Лобовые кавалерийские сшибки – это небывалая редкость на войне. Ее допускают только неумелые полководцы по невежеству или из малодушия – бросают своих воинов в рубку, чтобы в их крови утопить свою растерянность и неверие в победу. Или в тех случаях, когда нет иных тактических решений. Так что это сражение в самом своем зародыше стало особенным и редкостным.

Отряды Каганбека в центре атаковали лавой. При таком строе бойцы двигаются на значительном расстоянии друг от друга. В сравнении с атакой сплоченным строем, такая теряет в жесткости, и не рассчитана на то, чтобы опрокинуть ряды противника. При атаке «лавой» главная ставка делается на единоборцев. При столкновении целостность строя атакующих распадается, и бойцы каждый сам по себе просачиваются в гущу противника. Казаган выбрал этот прием с тем, чтобы в полной мере использовать свой численный перевес. Если бы он согласился на жесткую атаку, то против его бойцов в передней линии было бы ровно столько же бойцов в передней линии противника. А в случае с проникающим нападением, когда рубка происходит в свалке, на одного гургановского воина придется три его джигита. Именно в таких боях богатыри добывают славу. О них потом слагают песни, на них потом равняется молодежь. В сече вокруг богатырей собираются ратники попроще. Они служат им тылом, они защищают их с флангов. А богатыри прорубаются все дальше в гущу.

Впереди Каганбек пустил черкесов, отчаянных головорезов, не знающих стойкости – их Каганбеку было не жалко. Его джигиты двинулись за ними. Пока сближались, пускали стрелы. А стрелы врага принимали черкесы.

Черкесам некуда было деваться, только идти вперед. Отступить они не могли – на них давили сзади. Ускользнуть в сторону тоже не имелось возможности – фланги стерегли мечники Каганбека.

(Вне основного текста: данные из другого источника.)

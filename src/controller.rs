//! Board Controller
//!
//! Runs a drag end from start to finish: compute the new position, show
//! it immediately, persist it, and undo it if the issue store says no.

use crate::board::{calculate_issue_board_position, BoardError, DropResult};
use crate::domain::{DomainError, DomainResult, Issue, IssueStatus, IssueUpdate};
use crate::filters::{filter_issues, FilterConfig};
use crate::repository::IssueStore;
use crate::store::BoardState;

/// Where user-facing failure messages go (a toast, in a UI)
pub trait Notifier: Send + Sync {
    fn notify(&self, message: &str);
}

/// Notifier that writes to the log
#[derive(Debug, Default, Clone, Copy)]
pub struct LogNotifier;

impl Notifier for LogNotifier {
    fn notify(&self, message: &str) {
        log::warn!("{}", message);
    }
}

/// Why a drop did not stick
#[derive(Debug, Clone, PartialEq, thiserror::Error)]
pub enum DropError {
    /// The drop itself was malformed; nothing was applied or sent
    #[error("invalid drop: {0}")]
    Contract(#[from] BoardError),
    /// The issue store rejected the update; the board was rolled back
    #[error("move not saved: {0}")]
    Persistence(#[source] DomainError),
}

/// One project's board
pub struct Board<S, N = LogNotifier> {
    project_id: String,
    state: BoardState,
    store: S,
    notifier: N,
}

impl<S: IssueStore> Board<S, LogNotifier> {
    pub fn new(project_id: impl Into<String>, store: S) -> Self {
        Self::with_notifier(project_id, store, LogNotifier)
    }
}

impl<S: IssueStore, N: Notifier> Board<S, N> {
    pub fn with_notifier(project_id: impl Into<String>, store: S, notifier: N) -> Self {
        Self {
            project_id: project_id.into(),
            state: BoardState::default(),
            store,
            notifier,
        }
    }

    pub fn project_id(&self) -> &str {
        &self.project_id
    }

    pub fn state(&self) -> &BoardState {
        &self.state
    }

    pub fn issues(&self) -> &[Issue] {
        self.state.issues()
    }

    /// Fetch the project's issues, replacing whatever the board showed
    pub async fn load(&mut self) -> DomainResult<()> {
        let issues = self.store.list_issues(&self.project_id).await?;
        log::info!("Loaded {} issues for project {}", issues.len(), self.project_id);
        self.state.replace_all(issues);
        Ok(())
    }

    /// Columns in board order, each filtered and sorted
    pub fn columns(&self, filter: &FilterConfig) -> Vec<(IssueStatus, Vec<&Issue>)> {
        IssueStatus::ALL
            .iter()
            .map(|status| (*status, self.state.column(*status, filter)))
            .collect()
    }

    /// Handle the end of a drag.
    ///
    /// `filter` must be the one the columns were rendered with: drop
    /// indices count visible cards only, so neighbors are looked up among
    /// the visible issues too.
    ///
    /// Returns `Ok(None)` when the card was dropped outside the board and
    /// the update that was saved otherwise. A failed save is undone before
    /// this returns and is never retried.
    pub async fn on_drag_end(
        &mut self,
        result: &DropResult,
        filter: &FilterConfig,
    ) -> Result<Option<IssueUpdate>, DropError> {
        let Some(destination) = result.destination else {
            return Ok(None);
        };

        let visible: Vec<Issue> = filter_issues(self.state.issues(), filter).into_iter().cloned().collect();
        let board_position = calculate_issue_board_position(
            &visible,
            &result.draggable_id,
            &result.source,
            &destination,
        )?;
        let update = IssueUpdate {
            id: result.draggable_id.clone(),
            status: destination.droppable_id,
            board_position,
        };

        let pending = self.state.begin_move(update).map_err(DropError::Persistence)?;

        match self.store.update_issue(pending.update()).await {
            Ok(_) => Ok(Some(self.state.commit(pending))),
            Err(e) => {
                let update = self.state.rollback(pending);
                log::warn!("Rolled back move of issue {}: {}", update.id, e);
                self.notifier.notify(&e.to_string());
                Err(DropError::Persistence(e))
            }
        }
    }
}

#[cfg(test)]
mod tests {
    use super::*;
    use crate::board::DraggableLocation;
    use crate::domain::Project;
    use crate::repository::{init_db, IssueRepository, ProjectRepository, Repository, IN_MEMORY};
    use async_trait::async_trait;
    use std::path::Path;
    use std::sync::{Arc, Mutex};

    /// In-memory store that can be told to fail writes
    #[derive(Default)]
    struct FakeStore {
        issues: Vec<Issue>,
        fail_with: Option<DomainError>,
        updates: Mutex<Vec<IssueUpdate>>,
    }

    #[async_trait]
    impl IssueStore for FakeStore {
        async fn list_issues(&self, project_id: &str) -> DomainResult<Vec<Issue>> {
            Ok(self.issues.iter().filter(|i| i.project_id == project_id).cloned().collect())
        }

        async fn update_issue(&self, update: &IssueUpdate) -> DomainResult<Issue> {
            self.updates.lock().unwrap().push(update.clone());
            if let Some(err) = &self.fail_with {
                return Err(err.clone());
            }
            let mut issue = self
                .issues
                .iter()
                .find(|i| i.id == update.id)
                .cloned()
                .ok_or_else(|| DomainError::NotFound(update.id.clone()))?;
            issue.status = update.status;
            issue.board_position = update.board_position;
            Ok(issue)
        }
    }

    #[derive(Default, Clone)]
    struct RecordingNotifier {
        messages: Arc<Mutex<Vec<String>>>,
    }

    impl Notifier for RecordingNotifier {
        fn notify(&self, message: &str) {
            self.messages.lock().unwrap().push(message.to_string());
        }
    }

    fn issues() -> Vec<Issue> {
        vec![
            Issue::new("A", "BRD-1", "A", "p1").with_position(1.0),
            Issue::new("B", "BRD-2", "B", "p1").with_position(2.0),
            Issue::new("C", "BRD-3", "C", "p1").with_position(3.0),
            Issue::new("X", "BRD-4", "X", "p1").with_status(IssueStatus::Done).with_position(1.0),
        ]
    }

    fn drop_result(id: &str, from: (IssueStatus, usize), to: Option<(IssueStatus, usize)>) -> DropResult {
        DropResult {
            draggable_id: id.to_string(),
            source: DraggableLocation::new(from.0, from.1),
            destination: to.map(|(status, index)| DraggableLocation::new(status, index)),
        }
    }

    async fn loaded_board(store: FakeStore) -> (Board<Arc<FakeStore>, RecordingNotifier>, Arc<FakeStore>, RecordingNotifier) {
        let store = Arc::new(store);
        let notifier = RecordingNotifier::default();
        let mut board = Board::with_notifier("p1", store.clone(), notifier.clone());
        board.load().await.unwrap();
        (board, store, notifier)
    }

    #[tokio::test]
    async fn test_successful_move_is_kept() {
        let (mut board, store, notifier) = loaded_board(FakeStore { issues: issues(), ..Default::default() }).await;

        let saved = board
            .on_drag_end(&drop_result("C", (IssueStatus::Todo, 2), Some((IssueStatus::Todo, 0))), &FilterConfig::default())
            .await
            .unwrap()
            .unwrap();
        assert_eq!(saved, IssueUpdate { id: "C".to_string(), status: IssueStatus::Todo, board_position: 0.0 });

        let todo: Vec<&str> = board.state().column(IssueStatus::Todo, &FilterConfig::default())
            .into_iter()
            .map(|i| i.id.as_str())
            .collect();
        assert_eq!(todo, vec!["C", "A", "B"]);
        assert_eq!(store.updates.lock().unwrap().len(), 1);
        assert!(notifier.messages.lock().unwrap().is_empty());
    }

    #[tokio::test]
    async fn test_failed_save_rolls_back_and_notifies() {
        let store = FakeStore {
            issues: issues(),
            fail_with: Some(DomainError::Rejected("Issue is locked".to_string())),
            ..Default::default()
        };
        let (mut board, store, notifier) = loaded_board(store).await;
        let before = board.state().snapshot();

        let err = board
            .on_drag_end(&drop_result("X", (IssueStatus::Done, 0), Some((IssueStatus::Todo, 1))), &FilterConfig::default())
            .await
            .unwrap_err();

        assert_eq!(err, DropError::Persistence(DomainError::Rejected("Issue is locked".to_string())));
        assert_eq!(board.issues(), before.issues());
        assert_eq!(*notifier.messages.lock().unwrap(), vec!["Issue is locked".to_string()]);
        // one attempt, no retry
        assert_eq!(store.updates.lock().unwrap().len(), 1);
    }

    #[tokio::test]
    async fn test_drop_outside_board_does_nothing() {
        let (mut board, store, _) = loaded_board(FakeStore { issues: issues(), ..Default::default() }).await;
        let before = board.state().clone();

        let result = board.on_drag_end(&drop_result("A", (IssueStatus::Todo, 0), None), &FilterConfig::default()).await.unwrap();
        assert!(result.is_none());
        assert_eq!(board.state(), &before);
        assert!(store.updates.lock().unwrap().is_empty());
    }

    #[tokio::test]
    async fn test_contract_violation_sends_nothing() {
        let (mut board, store, notifier) = loaded_board(FakeStore { issues: issues(), ..Default::default() }).await;
        let before = board.state().clone();

        let err = board
            .on_drag_end(&drop_result("A", (IssueStatus::Todo, 0), Some((IssueStatus::Todo, 7))), &FilterConfig::default())
            .await
            .unwrap_err();
        assert_eq!(err, DropError::Contract(BoardError::IndexOutOfRange { index: 7, len: 3 }));
        assert_eq!(board.state(), &before);
        assert!(store.updates.lock().unwrap().is_empty());
        assert!(notifier.messages.lock().unwrap().is_empty());
    }

    #[tokio::test]
    async fn test_drop_into_filtered_column_uses_visible_neighbors() {
        let store = FakeStore {
            issues: vec![
                Issue::new("A", "BRD-1", "alpha", "p1").with_position(1.0),
                Issue::new("B", "BRD-2", "hidden", "p1").with_position(2.0),
                Issue::new("C", "BRD-3", "alpha two", "p1").with_position(3.0),
            ],
            ..Default::default()
        };
        let (mut board, _, _) = loaded_board(store).await;
        let filter = FilterConfig::default().with_search("alpha");

        let visible: Vec<&str> = board.state().column(IssueStatus::Todo, &filter)
            .into_iter()
            .map(|i| i.id.as_str())
            .collect();
        assert_eq!(visible, vec!["A", "C"]);

        // A below C in the visible column
        let saved = board
            .on_drag_end(&drop_result("A", (IssueStatus::Todo, 0), Some((IssueStatus::Todo, 1))), &filter)
            .await
            .unwrap()
            .unwrap();
        assert_eq!(saved.board_position, 4.0);

        let visible: Vec<&str> = board.state().column(IssueStatus::Todo, &filter)
            .into_iter()
            .map(|i| i.id.as_str())
            .collect();
        assert_eq!(visible, vec!["C", "A"]);
    }

    #[tokio::test]
    async fn test_dragging_a_hidden_issue_is_rejected() {
        let (mut board, store, _) = loaded_board(FakeStore { issues: issues(), ..Default::default() }).await;
        let filter = FilterConfig::default().with_search("BRD-4");

        let err = board
            .on_drag_end(&drop_result("A", (IssueStatus::Todo, 0), Some((IssueStatus::Done, 0))), &filter)
            .await
            .unwrap_err();
        assert_eq!(err, DropError::Contract(BoardError::IssueNotFound("A".to_string())));
        assert!(store.updates.lock().unwrap().is_empty());
    }

    #[tokio::test]
    async fn test_columns_in_board_order() {
        let (board, _, _) = loaded_board(FakeStore { issues: issues(), ..Default::default() }).await;

        let columns = board.columns(&FilterConfig::default().with_search("BRD-4"));
        let statuses: Vec<IssueStatus> = columns.iter().map(|(s, _)| *s).collect();
        assert_eq!(statuses, IssueStatus::ALL.to_vec());
        assert!(columns[0].1.is_empty());
        assert_eq!(columns[2].1.len(), 1);
    }

    #[tokio::test]
    async fn test_cross_column_move_against_sqlite() {
        let db = init_db(Path::new(IN_MEMORY)).await.unwrap();
        let projects = ProjectRepository::new(db.connection());
        let repo = IssueRepository::new(db.connection());
        let project = projects.create(&Project::new("", "Board", "BRD")).await.unwrap();

        let a = repo.create_in_column(&Issue::new("", "", "A", project.id.clone()).with_status(IssueStatus::Done)).await.unwrap();
        let b = repo
            .create(&Issue::new("", "", "B", project.id.clone()).with_status(IssueStatus::Done).with_position(3.0))
            .await
            .unwrap();
        let x = repo.create_in_column(&Issue::new("", "", "X", project.id.clone())).await.unwrap();

        let mut board = Board::new(project.id.clone(), repo);
        board.load().await.unwrap();
        let saved = board
            .on_drag_end(&drop_result(&x.id, (IssueStatus::Todo, 0), Some((IssueStatus::Done, 1))), &FilterConfig::default())
            .await
            .unwrap()
            .unwrap();
        assert_eq!(saved.board_position, 2.0);

        board.load().await.unwrap();
        let done: Vec<&str> = board.state().column(IssueStatus::Done, &FilterConfig::default())
            .into_iter()
            .map(|i| i.id.as_str())
            .collect();
        assert_eq!(done, vec![a.id.as_str(), x.id.as_str(), b.id.as_str()]);
    }
}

И чтобы спастись от стрел гургана, они должны были мчаться вперед с тем, чтобы как можно быстрее сократить расстояние, отделяющее их от врага, до длины вытянутой руки и меча в захвате.

И вот, наконец-то, сшибка. Войско Каганбека с отчаянным воплем врезалось в строй сабельщиков гургана. Началась рубка. Самые прославленные батыры продвинулись вперед. Они должны были проткнуть тело врага и вцепиться в мясо.

Пока сближались, выкрикивали ураны. Когда столкнулись, завопили «Ур!»23. А как только сеча завязалась, призывы смолкли. Заговорили сабли. Поле боя заполнилось лязгом и звоном стали.

Его богатыри вгрызлись в плотный строй противника. Сначала ручьями просочились в него, а потом распались на горстки и стали расширять вокруг себя пространство. Вот уже почти половина войска протолкнулась в гущу врага. Другая пока не вступила в дело. Но не давила на передних, чтобы не теснить их. Проявляя терпение. А терпение, как известно, суть мужества.

Но все-таки медленно. Медленно продвигалось войско. Невыразимо медленно.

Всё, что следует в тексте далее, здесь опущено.